Saved data entries:
· · · · ·

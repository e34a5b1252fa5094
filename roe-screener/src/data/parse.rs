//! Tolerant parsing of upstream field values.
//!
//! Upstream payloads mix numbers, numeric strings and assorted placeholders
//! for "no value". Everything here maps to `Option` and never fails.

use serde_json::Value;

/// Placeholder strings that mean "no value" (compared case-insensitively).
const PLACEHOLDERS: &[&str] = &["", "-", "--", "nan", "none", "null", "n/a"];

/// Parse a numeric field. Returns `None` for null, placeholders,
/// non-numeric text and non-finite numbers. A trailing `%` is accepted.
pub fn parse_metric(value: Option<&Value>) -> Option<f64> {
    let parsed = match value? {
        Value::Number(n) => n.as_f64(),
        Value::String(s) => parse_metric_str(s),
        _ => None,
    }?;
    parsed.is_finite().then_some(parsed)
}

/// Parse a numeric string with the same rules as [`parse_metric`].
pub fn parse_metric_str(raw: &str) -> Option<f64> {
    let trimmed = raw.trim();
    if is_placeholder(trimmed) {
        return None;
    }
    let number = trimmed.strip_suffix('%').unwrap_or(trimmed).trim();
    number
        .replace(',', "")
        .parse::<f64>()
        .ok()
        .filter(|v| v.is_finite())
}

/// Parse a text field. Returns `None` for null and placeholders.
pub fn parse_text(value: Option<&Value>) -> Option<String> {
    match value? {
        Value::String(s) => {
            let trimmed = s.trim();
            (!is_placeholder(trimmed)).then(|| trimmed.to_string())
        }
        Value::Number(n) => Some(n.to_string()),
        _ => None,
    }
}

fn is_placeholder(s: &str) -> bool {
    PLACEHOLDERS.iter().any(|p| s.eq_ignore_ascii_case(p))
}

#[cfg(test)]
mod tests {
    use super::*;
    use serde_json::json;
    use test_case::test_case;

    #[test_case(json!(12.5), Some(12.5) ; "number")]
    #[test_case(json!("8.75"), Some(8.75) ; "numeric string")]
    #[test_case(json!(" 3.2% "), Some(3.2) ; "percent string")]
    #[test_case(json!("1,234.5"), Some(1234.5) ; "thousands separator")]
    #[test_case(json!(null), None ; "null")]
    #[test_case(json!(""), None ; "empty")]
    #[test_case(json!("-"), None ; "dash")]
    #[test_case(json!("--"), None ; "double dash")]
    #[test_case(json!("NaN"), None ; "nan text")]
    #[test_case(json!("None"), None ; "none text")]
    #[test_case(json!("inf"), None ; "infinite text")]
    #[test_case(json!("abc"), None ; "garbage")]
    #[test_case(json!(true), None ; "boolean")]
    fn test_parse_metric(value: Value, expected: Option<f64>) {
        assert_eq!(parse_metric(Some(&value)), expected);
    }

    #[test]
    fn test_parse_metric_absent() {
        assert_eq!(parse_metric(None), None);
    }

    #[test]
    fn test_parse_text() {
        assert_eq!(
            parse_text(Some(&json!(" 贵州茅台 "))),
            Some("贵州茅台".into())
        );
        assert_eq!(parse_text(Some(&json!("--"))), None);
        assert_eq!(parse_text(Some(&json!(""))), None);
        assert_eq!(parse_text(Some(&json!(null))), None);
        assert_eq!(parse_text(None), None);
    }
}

· · · · ·

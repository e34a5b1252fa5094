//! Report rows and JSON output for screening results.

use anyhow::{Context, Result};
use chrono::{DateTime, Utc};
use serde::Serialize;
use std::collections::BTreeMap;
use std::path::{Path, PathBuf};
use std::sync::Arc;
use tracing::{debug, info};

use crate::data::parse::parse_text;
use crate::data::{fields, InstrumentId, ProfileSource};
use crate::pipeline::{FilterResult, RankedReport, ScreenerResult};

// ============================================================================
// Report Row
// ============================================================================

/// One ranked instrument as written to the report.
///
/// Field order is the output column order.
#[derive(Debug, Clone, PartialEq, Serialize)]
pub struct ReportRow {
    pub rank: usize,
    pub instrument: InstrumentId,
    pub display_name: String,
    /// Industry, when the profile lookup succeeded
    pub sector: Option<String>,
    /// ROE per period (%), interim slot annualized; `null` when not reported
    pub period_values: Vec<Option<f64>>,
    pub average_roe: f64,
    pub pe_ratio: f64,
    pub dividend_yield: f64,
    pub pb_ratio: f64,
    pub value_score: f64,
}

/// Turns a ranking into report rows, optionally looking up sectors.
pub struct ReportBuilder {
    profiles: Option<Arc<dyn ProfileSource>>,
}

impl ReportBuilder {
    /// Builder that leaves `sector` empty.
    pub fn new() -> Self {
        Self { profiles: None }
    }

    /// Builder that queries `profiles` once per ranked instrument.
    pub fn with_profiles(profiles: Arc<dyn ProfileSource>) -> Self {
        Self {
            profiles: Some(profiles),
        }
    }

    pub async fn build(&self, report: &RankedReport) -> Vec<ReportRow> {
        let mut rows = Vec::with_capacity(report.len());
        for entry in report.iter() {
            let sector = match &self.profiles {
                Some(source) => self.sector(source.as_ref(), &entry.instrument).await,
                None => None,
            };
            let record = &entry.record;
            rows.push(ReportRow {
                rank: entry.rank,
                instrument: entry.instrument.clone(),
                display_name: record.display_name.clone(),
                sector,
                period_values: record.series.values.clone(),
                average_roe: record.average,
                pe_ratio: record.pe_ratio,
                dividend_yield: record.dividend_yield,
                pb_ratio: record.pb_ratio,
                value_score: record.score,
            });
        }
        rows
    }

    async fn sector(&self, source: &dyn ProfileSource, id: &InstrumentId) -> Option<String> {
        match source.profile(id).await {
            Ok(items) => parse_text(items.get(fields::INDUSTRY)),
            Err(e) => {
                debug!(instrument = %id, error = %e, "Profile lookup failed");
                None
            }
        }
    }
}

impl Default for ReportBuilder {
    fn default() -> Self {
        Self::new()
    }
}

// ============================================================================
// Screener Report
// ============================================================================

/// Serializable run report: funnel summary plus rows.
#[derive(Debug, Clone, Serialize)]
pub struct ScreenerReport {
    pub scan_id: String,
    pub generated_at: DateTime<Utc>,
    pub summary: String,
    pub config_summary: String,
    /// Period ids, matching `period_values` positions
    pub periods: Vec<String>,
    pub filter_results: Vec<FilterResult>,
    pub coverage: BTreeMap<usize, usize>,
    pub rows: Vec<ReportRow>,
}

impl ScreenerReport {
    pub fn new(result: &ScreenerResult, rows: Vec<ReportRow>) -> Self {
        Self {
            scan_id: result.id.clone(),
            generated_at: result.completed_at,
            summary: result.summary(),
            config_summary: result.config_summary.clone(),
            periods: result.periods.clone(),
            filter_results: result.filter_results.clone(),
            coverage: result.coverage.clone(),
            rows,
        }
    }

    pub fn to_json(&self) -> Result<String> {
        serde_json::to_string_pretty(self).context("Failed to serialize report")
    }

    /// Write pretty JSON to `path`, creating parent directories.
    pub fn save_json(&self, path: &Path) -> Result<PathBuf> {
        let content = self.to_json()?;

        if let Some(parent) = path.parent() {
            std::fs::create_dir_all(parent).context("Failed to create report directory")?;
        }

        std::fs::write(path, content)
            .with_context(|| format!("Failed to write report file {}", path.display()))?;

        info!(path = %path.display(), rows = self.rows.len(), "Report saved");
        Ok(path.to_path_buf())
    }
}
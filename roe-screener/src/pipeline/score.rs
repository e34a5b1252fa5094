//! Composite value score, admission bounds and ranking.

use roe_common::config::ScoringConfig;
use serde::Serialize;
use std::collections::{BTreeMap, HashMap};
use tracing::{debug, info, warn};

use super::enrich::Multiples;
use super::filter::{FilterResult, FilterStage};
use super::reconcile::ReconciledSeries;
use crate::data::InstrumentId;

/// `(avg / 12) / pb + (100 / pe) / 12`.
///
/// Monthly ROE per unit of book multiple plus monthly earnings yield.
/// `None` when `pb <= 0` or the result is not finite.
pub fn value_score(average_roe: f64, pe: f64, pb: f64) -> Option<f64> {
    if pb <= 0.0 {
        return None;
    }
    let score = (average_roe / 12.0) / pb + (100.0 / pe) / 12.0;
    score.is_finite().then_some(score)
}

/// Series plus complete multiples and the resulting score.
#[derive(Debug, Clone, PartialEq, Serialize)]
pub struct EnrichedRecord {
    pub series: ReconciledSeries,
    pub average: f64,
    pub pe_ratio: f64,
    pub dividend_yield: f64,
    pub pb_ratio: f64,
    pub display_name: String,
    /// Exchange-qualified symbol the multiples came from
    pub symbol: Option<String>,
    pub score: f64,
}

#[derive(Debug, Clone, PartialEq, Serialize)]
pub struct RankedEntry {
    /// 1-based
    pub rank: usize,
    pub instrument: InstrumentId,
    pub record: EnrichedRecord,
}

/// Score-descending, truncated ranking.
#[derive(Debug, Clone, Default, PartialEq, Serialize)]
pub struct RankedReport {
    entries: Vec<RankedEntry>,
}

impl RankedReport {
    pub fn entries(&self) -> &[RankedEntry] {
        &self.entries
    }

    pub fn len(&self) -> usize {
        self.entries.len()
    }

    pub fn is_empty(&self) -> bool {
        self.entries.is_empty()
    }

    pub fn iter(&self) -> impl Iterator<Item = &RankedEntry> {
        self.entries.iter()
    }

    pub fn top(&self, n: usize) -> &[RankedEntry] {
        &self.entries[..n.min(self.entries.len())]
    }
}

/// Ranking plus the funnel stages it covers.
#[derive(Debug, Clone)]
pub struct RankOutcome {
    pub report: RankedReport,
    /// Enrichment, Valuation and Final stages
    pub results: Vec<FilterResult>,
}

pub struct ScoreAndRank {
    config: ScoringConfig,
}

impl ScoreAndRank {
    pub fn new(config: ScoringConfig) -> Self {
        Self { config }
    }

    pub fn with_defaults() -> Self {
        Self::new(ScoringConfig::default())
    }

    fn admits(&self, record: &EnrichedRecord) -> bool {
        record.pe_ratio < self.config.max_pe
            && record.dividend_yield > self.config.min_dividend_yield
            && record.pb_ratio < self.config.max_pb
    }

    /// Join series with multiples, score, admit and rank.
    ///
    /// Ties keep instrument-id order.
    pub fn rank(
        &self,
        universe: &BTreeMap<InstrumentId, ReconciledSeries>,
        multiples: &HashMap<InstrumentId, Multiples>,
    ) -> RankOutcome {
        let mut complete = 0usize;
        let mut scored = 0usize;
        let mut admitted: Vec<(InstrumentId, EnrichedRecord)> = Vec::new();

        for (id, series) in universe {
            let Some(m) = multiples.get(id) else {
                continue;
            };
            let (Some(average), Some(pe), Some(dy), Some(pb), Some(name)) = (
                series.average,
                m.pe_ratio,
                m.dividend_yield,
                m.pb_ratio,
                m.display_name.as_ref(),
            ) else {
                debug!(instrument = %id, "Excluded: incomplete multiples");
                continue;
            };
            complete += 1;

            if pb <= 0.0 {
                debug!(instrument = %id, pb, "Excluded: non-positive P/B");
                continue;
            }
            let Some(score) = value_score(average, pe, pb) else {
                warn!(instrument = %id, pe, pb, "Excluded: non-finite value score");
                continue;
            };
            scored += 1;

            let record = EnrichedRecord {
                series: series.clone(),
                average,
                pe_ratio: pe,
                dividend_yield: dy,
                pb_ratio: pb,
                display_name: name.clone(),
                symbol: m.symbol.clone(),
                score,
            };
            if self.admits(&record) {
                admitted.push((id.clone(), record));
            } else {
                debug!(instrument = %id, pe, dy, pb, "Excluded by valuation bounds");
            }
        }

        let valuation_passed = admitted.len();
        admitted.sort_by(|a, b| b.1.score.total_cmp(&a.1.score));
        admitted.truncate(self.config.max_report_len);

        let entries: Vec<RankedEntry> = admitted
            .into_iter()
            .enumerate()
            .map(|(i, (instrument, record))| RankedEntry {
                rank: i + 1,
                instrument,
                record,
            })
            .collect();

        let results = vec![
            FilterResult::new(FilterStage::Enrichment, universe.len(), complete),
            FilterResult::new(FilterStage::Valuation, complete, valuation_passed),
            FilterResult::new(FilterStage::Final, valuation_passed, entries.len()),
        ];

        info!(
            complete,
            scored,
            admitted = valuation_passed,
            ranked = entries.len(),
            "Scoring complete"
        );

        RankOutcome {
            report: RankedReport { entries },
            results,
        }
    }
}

· · · · ·

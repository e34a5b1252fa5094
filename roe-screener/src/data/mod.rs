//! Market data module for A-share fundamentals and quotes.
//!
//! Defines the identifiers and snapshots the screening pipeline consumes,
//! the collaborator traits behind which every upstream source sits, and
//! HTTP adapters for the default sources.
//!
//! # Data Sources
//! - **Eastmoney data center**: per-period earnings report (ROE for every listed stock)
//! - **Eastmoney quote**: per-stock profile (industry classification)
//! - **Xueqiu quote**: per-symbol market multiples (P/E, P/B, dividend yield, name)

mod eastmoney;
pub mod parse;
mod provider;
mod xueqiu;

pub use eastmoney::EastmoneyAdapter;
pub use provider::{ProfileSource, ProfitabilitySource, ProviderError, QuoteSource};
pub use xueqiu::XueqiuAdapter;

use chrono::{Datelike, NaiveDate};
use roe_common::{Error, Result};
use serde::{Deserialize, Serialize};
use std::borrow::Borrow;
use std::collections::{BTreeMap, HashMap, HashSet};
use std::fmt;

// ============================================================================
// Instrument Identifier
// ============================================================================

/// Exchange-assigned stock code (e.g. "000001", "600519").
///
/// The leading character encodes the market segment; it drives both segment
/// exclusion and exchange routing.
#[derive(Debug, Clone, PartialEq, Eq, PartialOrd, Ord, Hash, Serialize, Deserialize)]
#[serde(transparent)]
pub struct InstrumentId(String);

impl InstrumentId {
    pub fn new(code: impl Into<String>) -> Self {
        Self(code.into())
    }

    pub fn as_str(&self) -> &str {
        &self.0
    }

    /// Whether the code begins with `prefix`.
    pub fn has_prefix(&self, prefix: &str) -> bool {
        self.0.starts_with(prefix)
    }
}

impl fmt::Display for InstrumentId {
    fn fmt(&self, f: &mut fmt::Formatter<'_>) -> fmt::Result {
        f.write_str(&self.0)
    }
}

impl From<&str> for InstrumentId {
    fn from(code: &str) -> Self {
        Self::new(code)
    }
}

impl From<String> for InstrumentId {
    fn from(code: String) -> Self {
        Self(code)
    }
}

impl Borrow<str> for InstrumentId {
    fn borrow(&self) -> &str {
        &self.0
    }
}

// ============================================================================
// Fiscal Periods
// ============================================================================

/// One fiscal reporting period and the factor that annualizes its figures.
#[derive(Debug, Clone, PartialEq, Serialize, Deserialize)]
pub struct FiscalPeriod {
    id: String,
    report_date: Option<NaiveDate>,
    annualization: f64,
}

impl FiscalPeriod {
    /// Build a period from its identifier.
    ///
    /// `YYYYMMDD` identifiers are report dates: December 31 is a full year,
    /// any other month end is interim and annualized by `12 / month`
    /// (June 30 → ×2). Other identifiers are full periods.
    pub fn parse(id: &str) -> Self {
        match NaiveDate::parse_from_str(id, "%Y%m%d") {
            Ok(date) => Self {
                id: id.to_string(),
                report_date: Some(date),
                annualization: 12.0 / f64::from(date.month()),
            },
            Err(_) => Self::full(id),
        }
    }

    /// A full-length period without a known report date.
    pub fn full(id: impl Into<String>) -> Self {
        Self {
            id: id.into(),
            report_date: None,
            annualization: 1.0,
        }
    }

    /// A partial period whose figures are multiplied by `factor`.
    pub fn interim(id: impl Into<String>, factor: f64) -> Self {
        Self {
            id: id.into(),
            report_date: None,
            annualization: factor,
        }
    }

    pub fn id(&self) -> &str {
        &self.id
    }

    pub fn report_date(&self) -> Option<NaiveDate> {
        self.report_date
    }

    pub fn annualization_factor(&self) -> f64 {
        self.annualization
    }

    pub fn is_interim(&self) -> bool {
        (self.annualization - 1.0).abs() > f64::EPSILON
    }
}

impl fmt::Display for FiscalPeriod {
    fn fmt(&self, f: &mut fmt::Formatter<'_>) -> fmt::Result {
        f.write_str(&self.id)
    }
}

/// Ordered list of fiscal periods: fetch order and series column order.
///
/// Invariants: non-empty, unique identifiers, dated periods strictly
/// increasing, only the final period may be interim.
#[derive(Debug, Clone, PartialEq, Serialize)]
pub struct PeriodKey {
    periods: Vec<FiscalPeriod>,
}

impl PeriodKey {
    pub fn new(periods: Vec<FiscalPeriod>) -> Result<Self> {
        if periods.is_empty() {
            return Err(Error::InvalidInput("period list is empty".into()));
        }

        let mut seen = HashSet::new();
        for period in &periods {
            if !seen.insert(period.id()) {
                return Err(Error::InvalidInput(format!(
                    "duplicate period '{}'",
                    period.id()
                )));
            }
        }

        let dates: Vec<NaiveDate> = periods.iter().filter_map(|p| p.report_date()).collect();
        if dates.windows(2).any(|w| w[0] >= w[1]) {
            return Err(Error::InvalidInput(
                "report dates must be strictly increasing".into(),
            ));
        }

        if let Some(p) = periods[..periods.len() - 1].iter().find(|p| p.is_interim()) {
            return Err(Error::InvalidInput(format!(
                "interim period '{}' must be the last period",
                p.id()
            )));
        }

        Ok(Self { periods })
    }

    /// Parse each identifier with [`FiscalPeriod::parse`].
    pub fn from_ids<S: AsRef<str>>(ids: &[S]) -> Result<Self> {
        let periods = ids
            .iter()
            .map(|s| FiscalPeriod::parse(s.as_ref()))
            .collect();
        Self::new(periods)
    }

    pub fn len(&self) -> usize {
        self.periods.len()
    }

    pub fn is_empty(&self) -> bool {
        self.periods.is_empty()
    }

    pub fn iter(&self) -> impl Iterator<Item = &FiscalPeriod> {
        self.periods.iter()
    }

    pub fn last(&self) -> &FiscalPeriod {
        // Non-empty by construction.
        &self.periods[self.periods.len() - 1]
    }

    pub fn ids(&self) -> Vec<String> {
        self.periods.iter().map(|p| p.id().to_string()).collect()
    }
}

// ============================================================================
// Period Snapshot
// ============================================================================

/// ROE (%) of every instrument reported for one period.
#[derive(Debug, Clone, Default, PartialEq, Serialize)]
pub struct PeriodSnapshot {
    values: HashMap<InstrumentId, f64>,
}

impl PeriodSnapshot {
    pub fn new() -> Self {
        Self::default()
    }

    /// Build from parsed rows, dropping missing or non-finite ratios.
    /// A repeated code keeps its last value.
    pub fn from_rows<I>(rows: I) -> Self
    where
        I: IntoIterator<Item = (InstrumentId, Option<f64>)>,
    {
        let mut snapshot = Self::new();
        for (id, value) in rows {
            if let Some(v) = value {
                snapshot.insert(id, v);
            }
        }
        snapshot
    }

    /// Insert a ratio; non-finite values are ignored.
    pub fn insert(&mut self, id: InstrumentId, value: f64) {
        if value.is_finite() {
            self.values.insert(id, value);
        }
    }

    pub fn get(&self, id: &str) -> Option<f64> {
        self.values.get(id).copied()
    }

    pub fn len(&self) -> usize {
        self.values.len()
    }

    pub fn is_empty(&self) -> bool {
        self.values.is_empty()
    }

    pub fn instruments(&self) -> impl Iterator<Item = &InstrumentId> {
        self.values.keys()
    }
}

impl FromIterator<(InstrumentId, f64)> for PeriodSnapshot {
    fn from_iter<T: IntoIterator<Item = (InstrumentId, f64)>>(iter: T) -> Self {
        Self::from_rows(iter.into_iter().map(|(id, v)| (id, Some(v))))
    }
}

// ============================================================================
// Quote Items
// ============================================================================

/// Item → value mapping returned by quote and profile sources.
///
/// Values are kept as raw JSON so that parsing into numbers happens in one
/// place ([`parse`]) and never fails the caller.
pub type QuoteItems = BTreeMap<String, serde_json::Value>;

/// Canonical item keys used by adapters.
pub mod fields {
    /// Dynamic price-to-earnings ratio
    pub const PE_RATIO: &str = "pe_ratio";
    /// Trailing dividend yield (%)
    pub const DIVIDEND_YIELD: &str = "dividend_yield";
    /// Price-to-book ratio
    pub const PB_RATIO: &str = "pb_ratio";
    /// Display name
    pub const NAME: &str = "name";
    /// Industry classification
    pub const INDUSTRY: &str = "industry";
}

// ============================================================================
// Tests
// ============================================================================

· · · · ·

▶ Directions
Please find every line in the records that contains the word "BTreeMap", and copy it out.

▶ Written answer
use std::collections::BTreeMap;
    pub coverage: BTreeMap<usize, usize>,
use std::collections::{BTreeMap, HashMap};
        universe: &BTreeMap<InstrumentId, ReconciledSeries>,
use std::collections::{BTreeMap, HashMap, HashSet};
pub type QuoteItems = BTreeMap<String, serde_json::Value>;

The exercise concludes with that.